The horror of Factory Farming: Chickens are dipped into boiling water while still fully conscious. They are then burned to death. Please go vegan.

Advocates worry that faster line speeds will jeopardize worker and food safety.

The Department of Agriculture (USDA) gave a Washington State poultry plant permission to significantly increase its processing speeds—a move some fear may jeopardize worker and food safety.

Foster Farms, the biggest chicken processor on the West Coast, was granted a line speed waiver by USDA’s Food Safety and Inspection Service (FSIS) on Tuesday for its 100,000-square feet operation in Kelso, Washington. This will allow the facility to slaughter chickens at a rate of 175 birds per minute—equivalent to 3 birds a second—up from the industry standard of 140 birds per minute. With this approval, the first of 2020, the Foster Farms plant joins 38 other facilities authorized to operate at the higher speed.

Higher line speeds have been a long-sought goal of the poultry industry, which argues that faster processing is needed to stay competitive on a global scale. In 2017, the National Chicken Council lobbied USDA to do away with speed limits entirely, calling them “arbitrary” and costly—a petition that drew heavy opposition and was eventually denied.

“With an increased line speed, there’s going to be a less likely chance to catch any pathology that shouldn’t be going out to the consumers.”

Higher speeds have been vigorously denounced by unions representing both slaughterhouse employees and federal food safety inspectors, who warn that faster processing could lead to higher rates of worker injury and make it harder to spot defects on chicken.

“With an increased line speed, there’s going to be a less likely chance to catch any pathology that shouldn’t be going out to the consumers,” said Paula Schelling, acting national joint council chairman of an FSIS inspectors’ union.

Federal inspectors play a critical role in monitoring the safety of the U.S. meat supply. Under traditional rules, every meat processing line requires the visual oversight of four USDA employees, who are responsible for visually checking every carcass for issues ranging from symptoms of disease to fecal matter.

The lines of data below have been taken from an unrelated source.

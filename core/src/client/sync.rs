//! Background synchronization
//!
//! Two long-lived tasks:
//! - the sync loop continuously drains the network's synchronization
//!   stream, never blocking on delivery work; it only advances session
//!   state and produces events
//! - the event consumer drains the bounded event stream in order,
//!   accepting invites and recording channel encryption flags
//!
//! Back-pressure: the event channel is bounded, so a slow consumer
//! slows the producer instead of growing memory.

use std::sync::Arc;
use std::time::Duration;

use tokio::sync::{mpsc, watch};
use tracing::{debug, info, warn};

use crate::gateway::ChannelId;
use crate::resolver::ChannelCache;

use super::transport::InviteEvent;
use super::MatrixClient;

/// Pause after a failed sync poll before trying again
const SYNC_ERROR_DELAY: Duration = Duration::from_secs(1);

/// Events produced by the sync loop for the consumer task
#[derive(Debug, Clone)]
pub enum ClientEvent {
    /// The account was invited to a channel
    InviteReceived(InviteEvent),
    /// A channel announced encryption being enabled
    EncryptionEnabled(ChannelId),
}

/// Run the continuous sync loop until shutdown.
pub async fn run_sync_loop(
    client: Arc<MatrixClient>,
    event_tx: mpsc::Sender<ClientEvent>,
    mut shutdown: watch::Receiver<bool>,
) {
    loop {
        if *shutdown.borrow() {
            break;
        }

        let batch = tokio::select! {
            result = client.sync_once() => result,
            changed = shutdown.changed() => {
                // a closed shutdown channel means the gateway is gone
                if changed.is_err() || *shutdown.borrow() {
                    break;
                }
                continue;
            }
        };

        match batch {
            Ok(batch) => {
                for invite in batch.invites {
                    debug!(
                        channel = %invite.channel,
                        sender = %invite.sender,
                        "invite received"
                    );
                    if event_tx
                        .send(ClientEvent::InviteReceived(invite))
                        .await
                        .is_err()
                    {
                        debug!("event consumer gone, stopping sync loop");
                        return;
                    }
                }
                for channel in batch.encryption_enabled {
                    if event_tx
                        .send(ClientEvent::EncryptionEnabled(channel))
                        .await
                        .is_err()
                    {
                        debug!("event consumer gone, stopping sync loop");
                        return;
                    }
                }
            }
            Err(e) => {
                warn!(error = %e, "sync poll failed");
                tokio::select! {
                    _ = tokio::time::sleep(SYNC_ERROR_DELAY) => {}
                    _ = shutdown.changed() => {}
                }
            }
        }
    }

    info!("sync loop stopped");
}

/// Drain the event stream in order until shutdown.
pub async fn run_event_consumer(
    client: Arc<MatrixClient>,
    cache: Arc<ChannelCache>,
    mut event_rx: mpsc::Receiver<ClientEvent>,
    mut shutdown: watch::Receiver<bool>,
) {
    loop {
        let event = tokio::select! {
            event = event_rx.recv() => match event {
                Some(event) => event,
                None => break,
            },
            changed = shutdown.changed() => {
                if changed.is_err() || *shutdown.borrow() {
                    break;
                }
                continue;
            }
        };

        match event {
            ClientEvent::InviteReceived(invite) => {
                if let Err(e) = client.accept_invite(&invite.channel).await {
                    warn!(
                        channel = %invite.channel,
                        error = %e,
                        "unable to accept invite"
                    );
                }
            }
            ClientEvent::EncryptionEnabled(channel) => {
                debug!(channel = %channel, "encryption enabled");
                cache.mark_encrypted(&client, &channel).await;
            }
        }
    }

    info!("event consumer stopped");
}

#[cfg(test)]
mod tests {
    use super::*;
    use crate::client::transport::SyncBatch;
    use crate::gateway::GatewayConfig;
    use crate::testing::MockTransport;

    use rusqlite::Connection;
    use tokio::sync::Mutex as TokioMutex;

    async fn test_client(mock: Arc<MockTransport>) -> Arc<MatrixClient> {
        let conn = Connection::open_in_memory().unwrap();
        crate::data::create_all_tables(&conn).unwrap();
        let db = Arc::new(TokioMutex::new(conn));
        let config = GatewayConfig::for_testing();
        Arc::new(MatrixClient::connect(mock, db, &config).await.unwrap())
    }

    #[tokio::test]
    async fn test_sync_loop_accepts_invites() {
        let mock = Arc::new(MockTransport::new());
        mock.push_sync_batch(SyncBatch {
            next_batch: "s1".to_string(),
            invites: vec![InviteEvent {
                channel: ChannelId::new("!invited:example.org"),
                sender: "@alice:example.org".to_string(),
            }],
            encryption_enabled: vec![],
        });

        let client = test_client(mock.clone()).await;
        let cache = Arc::new(ChannelCache::new());
        let (event_tx, event_rx) = mpsc::channel(16);
        let (shutdown_tx, shutdown_rx) = watch::channel(false);

        let sync_task = tokio::spawn(run_sync_loop(
            client.clone(),
            event_tx,
            shutdown_rx.clone(),
        ));
        let consumer_task = tokio::spawn(run_event_consumer(
            client.clone(),
            cache,
            event_rx,
            shutdown_rx,
        ));

        // Wait for the invite to be processed
        tokio::time::timeout(Duration::from_secs(2), async {
            while mock.join_calls() == 0 {
                tokio::time::sleep(Duration::from_millis(5)).await;
            }
        })
        .await
        .expect("invite was never accepted");

        shutdown_tx.send(true).unwrap();
        let _ = tokio::time::timeout(Duration::from_secs(2), sync_task).await;
        let _ = tokio::time::timeout(Duration::from_secs(2), consumer_task).await;

        assert!(mock.joined_channels().contains(&"!invited:example.org".to_string()));
    }

    #[tokio::test]
    async fn test_sync_advances_and_persists_cursor() {
        let mock = Arc::new(MockTransport::new());
        mock.push_sync_batch(SyncBatch {
            next_batch: "s42".to_string(),
            invites: vec![],
            encryption_enabled: vec![],
        });

        let client = test_client(mock.clone()).await;
        client.sync_once().await.unwrap();

        let conn = client.db().lock().await;
        let stored = crate::data::load_session(&conn).unwrap().unwrap();
        assert_eq!(stored.since, Some("s42".to_string()));
    }

    #[tokio::test]
    async fn test_encryption_event_marks_cache() {
        let mock = Arc::new(MockTransport::new());
        let client = test_client(mock.clone()).await;
        let cache = Arc::new(ChannelCache::new());

        let channel = cache.resolve(&client, "@alice:example.org").await.unwrap();

        let (event_tx, event_rx) = mpsc::channel(16);
        let (shutdown_tx, shutdown_rx) = watch::channel(false);
        let consumer = tokio::spawn(run_event_consumer(
            client.clone(),
            cache.clone(),
            event_rx,
            shutdown_rx,
        ));

        event_tx
            .send(ClientEvent::EncryptionEnabled(channel))
            .await
            .unwrap();

        tokio::time::timeout(Duration::from_secs(2), async {
            loop {
                if cache.get("@alice:example.org").await.unwrap().encrypted {
                    break;
                }
                tokio::time::sleep(Duration::from_millis(5)).await;
            }
        })
        .await
        .expect("encryption flag never set");

        shutdown_tx.send(true).unwrap();
        drop(event_tx);
        let _ = tokio::time::timeout(Duration::from_secs(2), consumer).await;
    }
}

Workers fear that higher speeds raise their risk of being injured on the job.

In 2014, USDA launched a program called the New Poultry Inspection Service (NPIS), which reduced the number of inspectors per line from four to one, while instituting a more frequent spot-checking system. Officials touted NPIS as a win-win: One that lowered demand for its limited pool of inspectors, while maintaining the rigor of their oversight. At the time, it considered but ultimately rejected allowing NPIS facilities to also operate at the higher, 175 birds per minute speed.

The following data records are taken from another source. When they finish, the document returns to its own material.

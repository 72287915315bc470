//! Session record persistence
//!
//! One row holding the authenticated protocol session: device identity,
//! access token, and the sync cursor. Saved after every state-changing
//! protocol event; loaded on startup so an intact record resumes the
//! session without re-authentication.

use rusqlite::{params, Connection, OptionalExtension};

use crate::gateway::current_timestamp;

/// The persisted protocol session
#[derive(Debug, Clone, PartialEq, Eq)]
pub struct SessionState {
    /// Account the session belongs to
    pub user_id: String,
    /// Device identity registered on login
    pub device_id: String,
    /// Bearer token authenticating the session
    pub access_token: String,
    /// Sync cursor; None until the first sync batch completes
    pub since: Option<String>,
}

/// Load the committed session record, if any.
pub fn load_session(conn: &Connection) -> Result<Option<SessionState>, rusqlite::Error> {
    conn.query_row(
        "SELECT user_id, device_id, access_token, since FROM session WHERE id = 1",
        [],
        |row| {
            Ok(SessionState {
                user_id: row.get(0)?,
                device_id: row.get(1)?,
                access_token: row.get(2)?,
                since: row.get(3)?,
            })
        },
    )
    .optional()
}

/// Replace the session record atomically.
pub fn save_session(conn: &mut Connection, session: &SessionState) -> Result<(), rusqlite::Error> {
    let tx = conn.transaction()?;
    tx.execute(
        "INSERT INTO session (id, user_id, device_id, access_token, since, updated_at)
         VALUES (1, ?1, ?2, ?3, ?4, ?5)
         ON CONFLICT(id) DO UPDATE SET
             user_id = excluded.user_id,
             device_id = excluded.device_id,
             access_token = excluded.access_token,
             since = excluded.since,
             updated_at = excluded.updated_at",
        params![
            session.user_id,
            session.device_id,
            session.access_token,
            session.since,
            current_timestamp(),
        ],
    )?;
    tx.commit()
}

/// Drop the stored session (forces a fresh login on next start).
pub fn clear_session(conn: &Connection) -> Result<(), rusqlite::Error> {
    conn.execute("DELETE FROM session WHERE id = 1", [])?;
    Ok(())
}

Then, in 2018, USDA reversed course: It announced that facilities participating in NPIS would, in fact, be permitted to run at the 175 birds per minute rate, provided they regularly test and share pathogen data with the agency. The agency argued that this would incentivize slaughterhouses to share information crucial to public health. Processors, such as Foster Farms, that demonstrate to USDA that they meet all criteria can now receive a line speed waiver which permits them to run faster and put out more products.

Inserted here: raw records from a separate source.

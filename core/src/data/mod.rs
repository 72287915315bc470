//! SQLite persistence
//!
//! Durable state for the gateway:
//! - `session`: the single protocol session record (device identity,
//!   access token, sync cursor)
//! - `channels`: the recipient -> private channel cache
//!
//! Writes run inside transactions, so a crash mid-write can never
//! corrupt the previously committed state.

pub mod channels;
pub mod schema;
pub mod session;

use std::path::{Path, PathBuf};

use rusqlite::Connection;

pub use channels::{
    load_channels, remove_channel, set_channel_encrypted, upsert_channel, ChannelRecord,
};
pub use schema::create_all_tables;
pub use session::{clear_session, load_session, save_session, SessionState};

/// Default session database path
pub fn default_db_path() -> PathBuf {
    dirs::data_local_dir()
        .unwrap_or_else(|| PathBuf::from("."))
        .join(".courier")
        .join("courier.db")
}

/// Open (or create) the session database and ensure the schema exists.
pub fn open_db(path: &Path) -> Result<Connection, rusqlite::Error> {
    if let Some(parent) = path.parent() {
        // rusqlite won't create intermediate directories
        let _ = std::fs::create_dir_all(parent);
    }
    let conn = Connection::open(path)?;
    conn.pragma_update(None, "journal_mode", "WAL")?;
    conn.pragma_update(None, "foreign_keys", "ON")?;
    create_all_tables(&conn)?;
    Ok(conn)
}

#[cfg(test)]
pub(crate) fn open_test_db() -> Connection {
    let conn = Connection::open_in_memory().unwrap();
    create_all_tables(&conn).unwrap();
    conn
}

Workers fear that higher speeds raise their risk of being injured on the job.

“For the USDA to grant waivers one-by-one to allow them to engage in this hazardous practice is a risky mistake.”

“Faster line speeds in the poultry plants are dangerous for workers,” said a spokesperson for the United Food and Commercial Workers, a union that represents 250,000 workers in the food processing and meatpacking industry. “Line speeds in poultry plants can already move at an insanely fast 140 birds per minute …. For the USDA to grant waivers one-by-one to allow them to engage in this hazardous practice is a risky mistake.”

According to interviews conducted by the Government Accountability Office (GAO), a federal watchdog agency, poultry inspectors reported experiencing high rates of repetitive motion injuries due to fast line speeds. Meanwhile, slaughterhouse workers reported that employers were often reluctant to slow speeds down, even in the event of understaffing.

One environmental advocacy group is calling for USDA to revoke all line speed waivers. It’s also calling on the agency to increase transparency in the review process by soliciting public comment for future requests, believing that doing so would give inspectors and workers a chance to express their own labor and food safety concerns.

“We’re not confident that the agency is really looking out in the best interest of consumers, of the inspectors that they employ, and of the plant workers.”

“We’re not confident that the agency is really looking out in the best interest of consumers, of the inspectors that they employ, and of the plant workers,” said Tony Corbo, senior government affairs representative of Food & Water Watch.

Meanwhile, USDA defended its move, asserting that its practices “ensure that American families have safe and wholesome food on the table.” It also referred to the Covid-19 pandemic, pointing to FSIS’s role at the “forefront” of “ensuring the safety of the nation’s commercial supply of meat, poultry and processed egg products.”

Demand for meat has spiked in the past few weeks, as panicked shoppers have temporarily left some grocery shelves bare. In March, USDA also granted a line speed waiver to a Tyson beef processing plant in Holcomb, Kansas, and indicated that it will likely continue to issue more. Guess that’s one way to keep the meat flowing.